Prompt: Your answer should be the exact lines of the data below from the one containing "fonts.families.entry(family).or_default().push(name.clone());" through the one containing "if installed == 0"; please include nothing else.

Collected data:

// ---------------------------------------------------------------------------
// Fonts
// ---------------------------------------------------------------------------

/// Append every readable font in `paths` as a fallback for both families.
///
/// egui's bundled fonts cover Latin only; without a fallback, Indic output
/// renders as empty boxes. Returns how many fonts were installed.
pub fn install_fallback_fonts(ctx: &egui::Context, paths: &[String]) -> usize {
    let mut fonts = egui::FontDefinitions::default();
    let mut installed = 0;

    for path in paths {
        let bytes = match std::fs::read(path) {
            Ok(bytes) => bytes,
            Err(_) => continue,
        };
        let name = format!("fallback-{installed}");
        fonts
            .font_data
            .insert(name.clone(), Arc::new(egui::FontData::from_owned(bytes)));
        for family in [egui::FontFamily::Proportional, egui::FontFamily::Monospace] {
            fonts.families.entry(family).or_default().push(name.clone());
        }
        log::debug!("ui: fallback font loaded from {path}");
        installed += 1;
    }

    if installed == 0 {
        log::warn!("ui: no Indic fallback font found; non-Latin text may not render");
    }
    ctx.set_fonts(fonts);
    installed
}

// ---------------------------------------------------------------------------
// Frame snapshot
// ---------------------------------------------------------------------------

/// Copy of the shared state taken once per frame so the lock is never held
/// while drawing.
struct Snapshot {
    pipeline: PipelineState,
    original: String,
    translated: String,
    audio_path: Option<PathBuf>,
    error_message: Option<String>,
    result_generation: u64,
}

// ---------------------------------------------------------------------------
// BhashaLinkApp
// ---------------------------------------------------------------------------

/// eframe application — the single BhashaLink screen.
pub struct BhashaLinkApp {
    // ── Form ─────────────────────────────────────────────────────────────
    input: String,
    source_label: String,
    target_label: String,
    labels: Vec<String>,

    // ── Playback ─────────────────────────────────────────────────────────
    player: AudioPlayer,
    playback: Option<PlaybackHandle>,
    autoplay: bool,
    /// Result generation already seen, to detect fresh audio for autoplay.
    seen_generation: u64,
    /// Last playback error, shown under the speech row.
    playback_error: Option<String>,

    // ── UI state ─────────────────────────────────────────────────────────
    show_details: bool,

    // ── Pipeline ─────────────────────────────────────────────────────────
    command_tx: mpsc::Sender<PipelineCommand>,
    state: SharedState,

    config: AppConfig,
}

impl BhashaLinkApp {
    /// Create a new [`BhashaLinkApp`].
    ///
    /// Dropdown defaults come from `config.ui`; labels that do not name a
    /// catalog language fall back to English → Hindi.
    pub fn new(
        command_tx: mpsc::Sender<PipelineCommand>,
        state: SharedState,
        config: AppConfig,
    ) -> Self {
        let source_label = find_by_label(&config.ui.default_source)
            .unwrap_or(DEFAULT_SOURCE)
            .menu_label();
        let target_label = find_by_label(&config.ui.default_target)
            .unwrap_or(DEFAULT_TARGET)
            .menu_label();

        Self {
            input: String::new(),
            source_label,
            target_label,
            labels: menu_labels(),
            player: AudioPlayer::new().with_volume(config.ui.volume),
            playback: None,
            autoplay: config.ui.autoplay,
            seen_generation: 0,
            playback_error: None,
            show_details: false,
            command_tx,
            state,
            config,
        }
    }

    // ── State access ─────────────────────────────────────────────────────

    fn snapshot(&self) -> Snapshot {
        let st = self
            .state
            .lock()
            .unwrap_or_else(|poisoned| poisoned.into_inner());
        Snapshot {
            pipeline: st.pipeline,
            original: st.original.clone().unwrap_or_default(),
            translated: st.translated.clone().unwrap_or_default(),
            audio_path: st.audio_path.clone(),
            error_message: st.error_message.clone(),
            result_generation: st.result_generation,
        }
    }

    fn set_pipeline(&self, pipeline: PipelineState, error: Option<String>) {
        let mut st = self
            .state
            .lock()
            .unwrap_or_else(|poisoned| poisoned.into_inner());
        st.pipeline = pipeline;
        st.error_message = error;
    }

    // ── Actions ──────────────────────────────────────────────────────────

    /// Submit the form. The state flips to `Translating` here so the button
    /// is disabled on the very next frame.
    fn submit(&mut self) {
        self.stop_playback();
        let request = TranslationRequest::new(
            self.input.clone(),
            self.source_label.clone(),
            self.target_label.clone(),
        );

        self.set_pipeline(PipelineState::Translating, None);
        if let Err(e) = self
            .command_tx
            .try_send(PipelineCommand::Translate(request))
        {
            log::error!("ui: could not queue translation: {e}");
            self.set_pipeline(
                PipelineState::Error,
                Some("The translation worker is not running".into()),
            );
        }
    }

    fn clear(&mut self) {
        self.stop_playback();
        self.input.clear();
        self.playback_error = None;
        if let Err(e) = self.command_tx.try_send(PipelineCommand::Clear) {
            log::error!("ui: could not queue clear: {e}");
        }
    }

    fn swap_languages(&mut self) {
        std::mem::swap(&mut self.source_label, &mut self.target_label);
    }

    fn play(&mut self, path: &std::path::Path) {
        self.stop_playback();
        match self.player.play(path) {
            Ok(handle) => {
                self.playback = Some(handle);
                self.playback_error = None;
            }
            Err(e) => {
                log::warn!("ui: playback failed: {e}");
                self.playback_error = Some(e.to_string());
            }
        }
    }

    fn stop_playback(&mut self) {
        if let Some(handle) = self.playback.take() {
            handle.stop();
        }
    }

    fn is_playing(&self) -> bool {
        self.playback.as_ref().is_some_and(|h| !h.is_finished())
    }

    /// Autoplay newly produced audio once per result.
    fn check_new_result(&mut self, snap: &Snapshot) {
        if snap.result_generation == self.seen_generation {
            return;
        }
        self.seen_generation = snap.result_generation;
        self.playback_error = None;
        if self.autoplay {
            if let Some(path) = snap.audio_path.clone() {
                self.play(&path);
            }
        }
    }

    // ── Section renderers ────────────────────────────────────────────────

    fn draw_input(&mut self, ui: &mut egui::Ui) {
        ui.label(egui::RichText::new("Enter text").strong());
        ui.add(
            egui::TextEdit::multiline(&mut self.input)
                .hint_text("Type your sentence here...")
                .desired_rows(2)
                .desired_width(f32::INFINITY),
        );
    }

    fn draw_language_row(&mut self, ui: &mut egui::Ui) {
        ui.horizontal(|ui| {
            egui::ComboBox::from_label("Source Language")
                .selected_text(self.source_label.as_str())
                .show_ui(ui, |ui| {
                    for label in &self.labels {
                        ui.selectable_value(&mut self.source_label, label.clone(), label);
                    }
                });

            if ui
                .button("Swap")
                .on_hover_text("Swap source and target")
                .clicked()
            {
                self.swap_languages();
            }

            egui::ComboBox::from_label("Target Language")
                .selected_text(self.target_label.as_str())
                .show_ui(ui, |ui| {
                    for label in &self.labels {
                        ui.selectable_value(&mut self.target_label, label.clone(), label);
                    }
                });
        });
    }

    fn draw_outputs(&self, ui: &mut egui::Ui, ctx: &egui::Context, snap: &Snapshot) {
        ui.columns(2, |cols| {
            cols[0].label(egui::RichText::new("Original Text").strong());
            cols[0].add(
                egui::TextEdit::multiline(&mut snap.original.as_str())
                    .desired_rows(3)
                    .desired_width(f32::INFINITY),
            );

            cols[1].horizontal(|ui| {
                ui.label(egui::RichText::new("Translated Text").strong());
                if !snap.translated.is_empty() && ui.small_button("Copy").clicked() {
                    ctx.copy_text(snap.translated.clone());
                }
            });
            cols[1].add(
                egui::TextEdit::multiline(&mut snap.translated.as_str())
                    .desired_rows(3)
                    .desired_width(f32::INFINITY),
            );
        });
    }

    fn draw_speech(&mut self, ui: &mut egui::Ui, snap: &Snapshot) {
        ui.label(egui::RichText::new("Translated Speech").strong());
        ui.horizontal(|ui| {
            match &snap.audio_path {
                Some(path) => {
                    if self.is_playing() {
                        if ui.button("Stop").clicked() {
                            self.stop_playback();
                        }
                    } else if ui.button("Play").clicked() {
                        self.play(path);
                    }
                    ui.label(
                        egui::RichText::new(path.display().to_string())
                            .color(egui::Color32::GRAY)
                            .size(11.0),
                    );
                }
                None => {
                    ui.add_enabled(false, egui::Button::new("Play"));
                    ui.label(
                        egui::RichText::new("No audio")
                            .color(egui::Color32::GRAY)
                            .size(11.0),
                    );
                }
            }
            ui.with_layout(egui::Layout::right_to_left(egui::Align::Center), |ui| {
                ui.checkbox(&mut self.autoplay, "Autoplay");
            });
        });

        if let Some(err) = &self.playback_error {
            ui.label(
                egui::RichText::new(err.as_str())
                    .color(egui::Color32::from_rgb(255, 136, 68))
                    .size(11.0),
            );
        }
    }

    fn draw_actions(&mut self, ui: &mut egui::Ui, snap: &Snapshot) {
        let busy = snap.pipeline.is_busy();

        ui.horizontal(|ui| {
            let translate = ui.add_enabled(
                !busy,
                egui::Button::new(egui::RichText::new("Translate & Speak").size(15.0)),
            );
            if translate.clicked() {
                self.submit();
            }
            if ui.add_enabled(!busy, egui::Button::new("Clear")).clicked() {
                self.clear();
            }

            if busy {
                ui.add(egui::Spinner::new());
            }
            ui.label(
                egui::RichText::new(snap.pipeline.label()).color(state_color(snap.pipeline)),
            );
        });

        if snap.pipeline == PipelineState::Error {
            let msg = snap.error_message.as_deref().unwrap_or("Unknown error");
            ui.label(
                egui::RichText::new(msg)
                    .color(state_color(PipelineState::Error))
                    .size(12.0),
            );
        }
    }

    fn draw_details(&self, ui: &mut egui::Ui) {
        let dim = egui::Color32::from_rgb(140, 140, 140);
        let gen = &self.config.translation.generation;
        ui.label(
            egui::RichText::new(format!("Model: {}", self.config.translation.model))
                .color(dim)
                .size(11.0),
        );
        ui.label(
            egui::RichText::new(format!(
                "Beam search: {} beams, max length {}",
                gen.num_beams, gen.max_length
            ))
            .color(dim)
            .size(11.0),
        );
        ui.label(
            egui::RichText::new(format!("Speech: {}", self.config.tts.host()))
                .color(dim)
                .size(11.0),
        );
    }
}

Exercise output:
            fonts.families.entry(family).or_default().push(name.clone());
        }
        log::debug!("ui: fallback font loaded from {path}");
        installed += 1;
    }

    if installed == 0 {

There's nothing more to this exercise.